How To Set Up Password In Windows 7

In Role 2 of our series on Microsoft LAPS (Local Administrator Password Solution), I'll show you how to update your Active Directory schema to support LAPS and configure permissions for both computers and admins.

Writer
Recent Posts

Kyle Beckman works as a systems ambassador in Atlanta, GA supporting Part 365 in higher instruction. He has 17+ years of systems administration feel.

To set up the Microsoft Local Administrator Password Solution (LAPS) in Active Directory, yous'll start demand to download LAPS from the Microsoft Download Center. You lot'll want to download both the LAPS.x86.msi (for 32-chip systems) and LAPS.x64.msi (for 64-bit systems).

On my domain controller, I'm going to run the 64-bit installer, LAPS.x64.msi. After clicking Next for the starting time ii screens and accepting the license agreement, you'll need to ensure that the Management Tools (but non the AdmPwd GPO Extension) are prepare to install on the server.

Local Administrator Password Solution Custom Setup options for server

Local Administrator Countersign Solution custom setup options for server

After a few more Next clicks, the LAPS direction tools are installed on the server. If y'all go to the Start screen, you should meet the new LAPS UI, which I'll cover a little later.

LAPS UI on Start Screen

LAPS UI on Commencement screen

Adjacent, we'll demand to open a PowerShell window with Admin rights.

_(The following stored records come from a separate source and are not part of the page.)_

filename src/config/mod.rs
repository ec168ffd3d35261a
#[cfg(feature = "cli")]
pub mod cli;
pub mod toml_config;

#[cfg(feature = "cli")]
pub use cli::CliConfig;
pub use toml_config::TomlConfig;
//! Provider query construction.
//!
//! City names are interpolated as data: every builder escapes them for the
//! target language, so a name can never terminate the literal it sits in.

use crate::domain::model::OsmEntity;

pub const DEFAULT_FILTER_TIMEOUT_SECONDS: u64 = 60;

const ERE_METACHARACTERS: &str = ".[]{}()\\*+?^$|";

/// `type(id);(._;>;);out;`: the entity plus everything it references.
pub fn build_boundary_query(entity: &OsmEntity) -> String {
    format!("{}({});(._;>;);out;", entity.kind, entity.id)
}

pub fn build_graph_query(city_name: &str) -> String {
    let city = escape_sparql_literal(city_name);
    [
        "PREFIX geo: <http://www.w3.org/2003/01/geo/wgs84_pos#>",
        "PREFIX dbo: <http://dbpedia.org/ontology/>",
        "PREFIX dbp: <http://dbpedia.org/property/>",
        "PREFIX rdf: <http://www.w3.org/1999/02/22-rdf-syntax-ns#>",
        "PREFIX rdfs: <http://www.w3.org/2000/01/rdf-schema#>",
        "SELECT ?name ?univ ?lat ?long ?students ?website WHERE {",
        "?p rdf:type dbo:Place.",
        "?p rdfs:label ?name.",
        "?u dbo:campus ?p.",
        "?u geo:lat ?lat.",
        "?u geo:long ?long.",
        "?u rdfs:label ?univ",
        "OPTIONAL {?u dbo:numberOfStudents ?students}.",
        "OPTIONAL {?u dbp:website ?website}.",
        "FILTER(LANG(?name) = \"en\").",
        &format!("FILTER(?name = \"{}\"@en).", city),
        "FILTER(LANG(?univ) = \"en\")",
        "}",
    ]
    .join(" ")
}

pub fn build_filter_query(city_name: &str, timeout_seconds: u64) -> String {
    format!(
        "[out:json][timeout:{}];\n\
         area[\"boundary\"~\"administrative\"][\"name\"~\"{}\"];\n\
         node(area)[\"amenity\"~\"university\"];\n\
         out;",
        timeout_seconds,
        escape_overpass_regex(city_name)
    )
}

/// Escapes a value for a double-quoted SPARQL string literal (`ECHAR`).
pub fn escape_sparql_literal(value: &str) -> String {
    let mut escaped = String::with_capacity(value.len());
    for c in value.chars() {
        match c {
            '\\' => escaped.push_str("\\\\"),
            '"' => escaped.push_str("\\\""),
            '\'' => escaped.push_str("\\'"),
            '\n' => escaped.push_str("\\n"),
            '\r' => escaped.push_str("\\r"),
            '\t' => escaped.push_str("\\t"),
            '\u{08}' => escaped.push_str("\\b"),
            '\u{0C}' => escaped.push_str("\\f"),
            _ => escaped.push(c),
        }
    }
    escaped
}

/// Turns a value into a literal-substring regex inside an Overpass QL string.
///
/// Only POSIX ERE metacharacters get a backslash; `-`, `&` and friends pass
/// through so hyphenated names go out unchanged.
pub fn escape_overpass_regex(value: &str) -> String {
    let mut pattern = String::with_capacity(value.len());
    for c in value.chars() {
        if ERE_METACHARACTERS.contains(c) {
            pattern.push('\\');
        }
        pattern.push(c);
    }

    let mut escaped = String::with_capacity(pattern.len());
    for c in pattern.chars() {
        match c {
            '\\' => escaped.push_str("\\\\"),
            '"' => escaped.push_str("\\\""),
            '\n' => escaped.push_str("\\n"),
            '\r' => escaped.push_str("\\r"),
            '\t' => escaped.push_str("\\t"),
            _ => escaped.push(c),
        }
    }
    escaped
}

#[cfg(test)]
mod tests {
    use super::*;
    use crate::domain::model::OsmType;

    #[test]
    fn test_boundary_query() {
        let entity = OsmEntity::new(OsmType::Relation, 120965);
        assert_eq!(
            build_boundary_query(&entity),
            "relation(120965);(._;>;);out;"
        );
    }

    #[test]
    fn test_filter_query_for_lyon() {
        let query = build_filter_query("Lyon", DEFAULT_FILTER_TIMEOUT_SECONDS);
        assert!(query.starts_with("[out:json][timeout:60];"));
        assert!(query.contains(r#"area["boundary"~"administrative"]["name"~"Lyon"]"#));
        assert!(query.contains(r#"node(area)["amenity"~"university"]"#));
        assert!(query.ends_with("out;"));
    }

    #[test]
    fn test_filter_query_custom_timeout() {
        let query = build_filter_query("Lyon", 25);
        assert!(query.starts_with("[out:json][timeout:25];"));
    }

    #[test]
    fn test_filter_query_escapes_name() {
        let query = build_filter_query("St. Louis\"];out;", 60);
        // 名稱不得跳出字串字面量
        assert!(query.contains(r#"["name"~"St\\. Louis\"\\]"#));
        assert_eq!(query.matches("out;").count(), 2);
    }

    #[test]
    fn test_filter_query_keeps_hyphenated_name() {
        let query = build_filter_query("Aix-en-Provence", 60);
        assert!(query.contains(r#"["name"~"Aix-en-Provence"]"#));

        let query = build_filter_query("Saint-Étienne & #1 ~", 60);
        assert!(query.contains(r#"["name"~"Saint-Étienne & #1 ~"]"#));
    }

    #[test]
    fn test_escape_overpass_regex_metacharacters() {
        assert_eq!(escape_overpass_regex("a.b"), r"a\\.b");
        assert_eq!(escape_overpass_regex("(x)|y*"), r"\\(x\\)\\|y\\*");
        assert_eq!(escape_overpass_regex("^[1]{2}+?$"), r"\\^\\[1\\]\\{2\\}\\+\\?\\$");
        assert_eq!(escape_overpass_regex(r"a\b"), r"a\\\\b");
    }

    #[test]
    fn test_graph_query_for_plain_name() {
        let query = build_graph_query("Lyon");
        assert!(query.contains(r#"FILTER(?name = "Lyon"@en)."#));
        assert!(query.contains(r#"FILTER(LANG(?name) = "en")"#));
        assert!(query.contains("OPTIONAL {?u dbo:numberOfStudents ?students}"));
        assert!(query.contains("OPTIONAL {?u dbp:website ?website}"));
        assert!(query.contains("SELECT ?name ?univ ?lat ?long ?students ?website WHERE {"));
    }

    #[test]
    fn test_graph_query_escapes_quotes() {
        let query = build_graph_query("x\" || true) . #");
        assert!(query.contains(r#"FILTER(?name = "x\" || true) . #"@en)."#));
    }

    #[test]
    fn test_builders_are_deterministic() {
        assert_eq!(build_graph_query("Paris"), build_graph_query("Paris"));
        assert_eq!(build_filter_query("Paris", 60), build_filter_query("Paris", 60));
    }

    #[test]
    fn test_escape_sparql_literal() {
        assert_eq!(escape_sparql_literal("a\\b"), "a\\\\b");
        assert_eq!(escape_sparql_literal("l'Isle\n"), "l\\'Isle\\n");
    }
}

At the PowerShell prompt, load the LAPS module and and then run the Update-AdmPwdADSchema cmdlet:

Import-Module AdmPwd.PS Update-AdmPwdADSchema

When you're done running the commands, you should get three "Success" messages:

Extending the Active Directory Schema to support LAPS

Extending the Active Directory Schema to support LAPS

Update user/group AD permissions ^

After updating the Agile Directory schema, nosotros need to check permissions in AD to ensure that just authorized users and groups can view the passwords that are stored there. By default, Domain Admins and Enterprise Admins volition accept admission to view the stored passwords, along with any other groups or users y'all've delegated. First, open up a PowerShell window and ensure that the AdmPwd.PS module is loaded. We can so use the Find-AdmPwdExtendedRights cmdlet to view which users and groups have admission to view stored passwords:

Import-Module AdmPwd.PS Find-AdmPwdExtendedRights –Identity "_Demos"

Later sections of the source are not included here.